Abstract

Hypoplastic left heart syndrome (HLHS) is a critical congenital heart defect. There are variants of HLHS, consisting of permutations of stenosis or atresia of the mitral and aortic valves. A notable phenomenon described in all HLHS subtypes is ventriculocoronary connections (VCCs). The significance of VCCs remains undetermined. Some studies have demonstrated higher mortality associated with VCCs, while others have shown no difference in mortality compared to other HLHS variants. All variants of HLHS are associated with myocardial disarray and endomyocardial fibroelastosis, although recent evidence demonstrates a higher association of those findings with the mitral stenosis–aortic atresia (MS-AA) variant.
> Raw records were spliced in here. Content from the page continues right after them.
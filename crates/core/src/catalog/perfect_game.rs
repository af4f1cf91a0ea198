//! Youth-baseball prospects, events, and development data behind `/perfect-game-analytics`.

use super::{Keyed, Scalars};
use serde::Serialize;

#[derive(Debug, Clone, Copy, PartialEq, Eq, Serialize)]
pub enum ScoutingLevel {
    Elite,
    High,
    Standard,
}

#[derive(Debug, Clone, Copy, Serialize)]
#[serde(rename_all = "camelCase")]
pub struct ProspectNil {
    pub current_value: u64,
    pub projected_college: &'static str,
    /// Sums to 1.0.
    pub weight_factors: Scalars,
}

#[derive(Debug, Clone, Copy, Serialize)]
#[serde(rename_all = "camelCase")]
pub struct Prospect {
    pub rank: u32,
    pub name: &'static str,
    pub position: &'static str,
    pub hometown: &'static str,
    pub graduation_year: i32,
    pub commitment: Option<&'static str>,
    pub physical_metrics: Scalars,
    pub cognitive_profile: Scalars,
    #[serde(skip_serializing_if = "Option::is_none")]
    pub nil_projection: Option<ProspectNil>,
}

#[derive(Debug, Clone, Copy, Serialize)]
#[serde(rename_all = "camelCase")]
pub struct Tournament {
    pub name: &'static str,
    pub location: &'static str,
    pub dates: &'static str,
    pub team_count: u32,
    pub scouting_level: ScoutingLevel,
    pub cognitive_testing: bool,
}

#[derive(Debug, Clone, Copy, Serialize)]
#[serde(rename_all = "camelCase")]
pub struct Pathway {
    pub name: &'static str,
    pub description: &'static str,
    pub stages: &'static [&'static str],
    /// Share of athletes reaching the pathway's athletic milestone.
    #[serde(skip)]
    pub athletic_ratio: f64,
    /// Share reaching the business/brand milestone on the same pathway.
    #[serde(skip)]
    pub business_ratio: f64,
}

#[derive(Debug, Clone, Copy, Serialize)]
#[serde(rename_all = "camelCase")]
pub struct AustinInsights {
    pub region: &'static str,
    pub ranked_prospects: u32,
    pub d1_commitments: u32,
    pub top_programs: &'static [&'static str],
    pub key_facilities: &'static [&'static str],
    pub market_notes: &'static [&'static str],
}

pub static PROSPECTS: &[Prospect] = &[
    Prospect {
        rank: 1,
        name: "Jackson Reyes",
        position: "SS",
        hometown: "Austin, TX",
        graduation_year: 2025,
        commitment: Some("Texas"),
        physical_metrics: Keyed(&[
            ("height_in", 74.0),
            ("weight_lb", 190.0),
            ("sixty_yard", 6.52),
            ("exit_velocity", 98.0),
            ("infield_velocity", 91.0),
        ]),
        cognitive_profile: Keyed(&[
            ("pitch_recognition", 0.91),
            ("reaction_time", 0.88),
            ("decision_making", 0.86),
            ("composure", 0.9),
        ]),
        nil_projection: Some(ProspectNil {
            current_value: 85_000,
            projected_college: "Texas",
            weight_factors: Keyed(&[("performance", 0.5), ("social", 0.3), ("marketability", 0.2)]),
        }),
    },
    Prospect {
        rank: 2,
        name: "Mason Whitfield",
        position: "RHP",
        hometown: "Houston, TX",
        graduation_year: 2025,
        commitment: Some("LSU"),
        physical_metrics: Keyed(&[
            ("height_in", 76.0),
            ("weight_lb", 205.0),
            ("fastball_velocity", 95.0),
            ("spin_rate", 2450.0),
        ]),
        cognitive_profile: Keyed(&[
            ("pitch_recognition", 0.78),
            ("reaction_time", 0.82),
            ("decision_making", 0.9),
            ("composure", 0.93),
        ]),
        nil_projection: Some(ProspectNil {
            current_value: 72_000,
            projected_college: "LSU",
            weight_factors: Keyed(&[("performance", 0.55), ("social", 0.25), ("marketability", 0.2)]),
        }),
    },
    Prospect {
        rank: 3,
        name: "Eli Vasquez",
        position: "C",
        hometown: "San Antonio, TX",
        graduation_year: 2026,
        commitment: None,
        physical_metrics: Keyed(&[
            ("height_in", 72.0),
            ("weight_lb", 200.0),
            ("pop_time", 1.89),
            ("exit_velocity", 95.0),
        ]),
        cognitive_profile: Keyed(&[
            ("pitch_recognition", 0.84),
            ("reaction_time", 0.8),
            ("decision_making", 0.92),
            ("composure", 0.87),
        ]),
        nil_projection: None,
    },
    Prospect {
        rank: 4,
        name: "Tyler Brooks",
        position: "OF",
        hometown: "Round Rock, TX",
        graduation_year: 2026,
        commitment: Some("Texas A&M"),
        physical_metrics: Keyed(&[
            ("height_in", 73.0),
            ("weight_lb", 185.0),
            ("sixty_yard", 6.38),
            ("outfield_velocity", 93.0),
        ]),
        cognitive_profile: Keyed(&[
            ("pitch_recognition", 0.8),
            ("reaction_time", 0.93),
            ("decision_making", 0.79),
            ("composure", 0.82),
        ]),
        nil_projection: Some(ProspectNil {
            current_value: 40_000,
            projected_college: "Texas A&M",
            weight_factors: Keyed(&[("performance", 0.45), ("social", 0.35), ("marketability", 0.2)]),
        }),
    },
    Prospect {
        rank: 5,
        name: "Caleb Nguyen",
        position: "LHP",
        hometown: "Dallas, TX",
        graduation_year: 2027,
        commitment: None,
        physical_metrics: Keyed(&[
            ("height_in", 75.0),
            ("weight_lb", 180.0),
            ("fastball_velocity", 90.0),
            ("spin_rate", 2300.0),
        ]),
        cognitive_profile: Keyed(&[
            ("pitch_recognition", 0.76),
            ("reaction_time", 0.79),
            ("decision_making", 0.84),
            ("composure", 0.88),
        ]),
        nil_projection: None,
    },
];

pub static TOURNAMENTS: &[Tournament] = &[
    Tournament {
        name: "WWBA World Championship",
        location: "Jupiter, FL",
        dates: "2024-10-10/2024-10-14",
        team_count: 96,
        scouting_level: ScoutingLevel::Elite,
        cognitive_testing: true,
    },
    Tournament {
        name: "Texas State Championship",
        location: "Round Rock, TX",
        dates: "2024-06-20/2024-06-24",
        team_count: 64,
        scouting_level: ScoutingLevel::High,
        cognitive_testing: true,
    },
    Tournament {
        name: "Central Texas Fall Classic",
        location: "Austin, TX",
        dates: "2024-09-27/2024-09-29",
        team_count: 32,
        scouting_level: ScoutingLevel::Standard,
        cognitive_testing: false,
    },
];

pub static SHOWCASES: &[Tournament] = &[
    Tournament {
        name: "Perfect Game National Showcase",
        location: "Phoenix, AZ",
        dates: "2024-06-12/2024-06-16",
        team_count: 0,
        scouting_level: ScoutingLevel::Elite,
        cognitive_testing: true,
    },
    Tournament {
        name: "Texas Underclass Showcase",
        location: "Houston, TX",
        dates: "2024-08-03/2024-08-04",
        team_count: 0,
        scouting_level: ScoutingLevel::High,
        cognitive_testing: false,
    },
];

pub static PATHWAYS: &[Pathway] = &[
    Pathway {
        name: "Power Five Commitment",
        description: "High school showcase circuit into a Power Five roster",
        stages: &["Regional showcase", "National showcase", "Verbal commitment", "Signing day"],
        athletic_ratio: 0.62,
        business_ratio: 0.71,
    },
    Pathway {
        name: "Draft Eligible",
        description: "Senior season into the MLB first-year player draft",
        stages: &["Area scout coverage", "Draft combine", "Selection"],
        athletic_ratio: 0.18,
        business_ratio: 0.24,
    },
    Pathway {
        name: "JUCO Development",
        description: "Two-year program before a four-year transfer",
        stages: &["JUCO roster", "All-conference", "Four-year transfer"],
        athletic_ratio: 0.45,
        business_ratio: 0.39,
    },
];

pub static AUSTIN_INSIGHTS: AustinInsights = AustinInsights {
    region: "Central Texas",
    ranked_prospects: 142,
    d1_commitments: 37,
    top_programs: &["Texas", "Texas A&M", "Baylor", "TCU"],
    key_facilities: &["Dell Diamond", "UFCU Disch-Falk Field"],
    market_notes: &[
        "Fastest-growing youth baseball market in the state",
        "Highest cognitive-testing participation among Texas regions",
    ],
};

pub fn prospects_for_year(year: Option<i32>) -> impl Iterator<Item = &'static Prospect> {
    PROSPECTS
        .iter()
        .filter(move |p| year.map_or(true, |y| p.graduation_year == y))
}

#[cfg(test)]
mod tests {
    use super::*;

    #[test]
    fn prospects_are_ranked_in_order() {
        for (i, p) in PROSPECTS.iter().enumerate() {
            assert_eq!(p.rank as usize, i + 1);
        }
    }

    #[test]
    fn year_filter_narrows_prospects() {
        assert_eq!(prospects_for_year(Some(2025)).count(), 2);
        assert_eq!(prospects_for_year(Some(2031)).count(), 0);
        assert_eq!(prospects_for_year(None).count(), PROSPECTS.len());
    }
}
And VCCs may have a higher incidence in MS-AA as they constitute the only egress of blood from the LV. These associations may play a role in the survival of patients with MS-AA. We present a case of HLHS with MS-AA and significant VCCs. Figure 1 depicts the diminutive LV, no outflow, and opacification of the entire coronary system. Coronary opacification can only be achieved via VCCs, given the aortic valve atresia. Figure 2 demonstrates the severely hypoplastic ascending aorta. The aorta is similar in size to the 3F catheter and the coronaries do not opacify.